__Task details__: The word "Result" occurs in some lines of the data. Return each such line.

__Source records__:
//! # Observability
//!
//! 可观测性模块：Tracing + Prometheus 指标。
//!
//! ## 功能
//!
//! - Tracing 初始化 (JSON/Pretty/Compact 格式)
//! - Prometheus 指标导出 (可选)
//! - 帧解码/分发指标记录与运行统计
//!
//! ## 使用示例
//!
//! ```ignore
//! use observability::{init_with_config, metrics, ObservabilityConfig};
//!
//! init_with_config(ObservabilityConfig::default())?;
//!
//! metrics::record_frame_decoded(latency_us);
//! metrics::record_handler_delivery("file", DeliveryStatus::Delivered);
//! ```

pub mod metrics;

use anyhow::{Context, Result};
use metrics_exporter_prometheus::PrometheusBuilder;
use tracing_subscriber::{fmt, layer::SubscriberExt, util::SubscriberInitExt, EnvFilter, Layer};

// Re-exports
pub use crate::metrics::{
    record_broadcast_dropped, record_frame_decoded, record_frame_rejected,
    record_handler_delivery, record_handler_queue_len, record_source_failure,
    set_broadcast_consumers, DeliveryStatus, RunningStats, StatsSummary, TelemetryAggregator,
    TelemetrySummary,
};

/// 初始化可观测性（仅 Tracing，JSON 格式）
pub fn init() -> Result<()> {
    init_with_config(ObservabilityConfig::default())
}

/// 可观测性配置
#[derive(Debug, Clone)]
pub struct ObservabilityConfig {
    /// 日志格式
    pub log_format: LogFormat,
    /// Prometheus 端口 (None = 禁用)
    pub metrics_port: Option<u16>,
    /// 默认日志级别
    pub default_log_level: String,
}

impl Default for ObservabilityConfig {
    fn default() -> Self {
        Self {
            log_format: LogFormat::Json,
            metrics_port: None,
            default_log_level: "info".to_string(),
        }
    }
}

/// 日志格式
#[derive(Debug, Clone, Copy, Default)]
pub enum LogFormat {
    /// JSON 结构化日志
    #[default]
    Json,
    /// 人类可读格式
    Pretty,
    /// 紧凑单行格式
    Compact,
}

/// 使用自定义配置初始化
pub fn init_with_config(config: ObservabilityConfig) -> Result<()> {
    // 1. Initialize Tracing
    let filter = EnvFilter::try_from_default_env()
        .unwrap_or_else(|_| EnvFilter::new(&config.default_log_level));

    let fmt_layer = match config.log_format {
        LogFormat::Json => fmt::layer()
            .json()
            .with_target(true)
            .with_thread_names(true)
            .with_file(true)
            .with_line_number(true)
            .boxed(),
        LogFormat::Pretty => fmt::layer().pretty().boxed(),
        LogFormat::Compact => fmt::layer().compact().boxed(),
    };

    tracing_subscriber::registry()
        .with(filter)
        .with(fmt_layer)
        .try_init()
        .context("Failed to initialize tracing subscriber")?;

    // 2. Initialize Prometheus Exporter (if enabled)
    if let Some(port) = config.metrics_port {
        init_metrics_only(port)?;
    }

    tracing::info!(
        log_format = ?config.log_format,
        metrics_port = ?config.metrics_port,
        "Observability initialized"
    );

    Ok(())
}

/// 仅初始化 Prometheus 指标（不初始化 Tracing）
///
/// 用于 Tracing 已由其他模块初始化的场景。
pub fn init_metrics_only(port: u16) -> Result<()> {
    PrometheusBuilder::new()
        .with_http_listener(([0, 0, 0, 0], port))
        .install()
        .context("Failed to install Prometheus recorder")?;

    tracing::info!(port = port, "Prometheus metrics endpoint initialized");
    Ok(())
}

#[cfg(test)]
mod tests {
    use super::*;

    #[test]
    fn test_default_config() {
        let config = ObservabilityConfig::default();
        assert_eq!(config.metrics_port, None);
        assert_eq!(config.default_log_level, "info");
        assert!(matches!(config.log_format, LogFormat::Json));
    }
}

__Answer area__:
use anyhow::{Context, Result};
pub fn init() -> Result<()> {
pub fn init_with_config(config: ObservabilityConfig) -> Result<()> {
pub fn init_metrics_only(port: u16) -> Result<()> {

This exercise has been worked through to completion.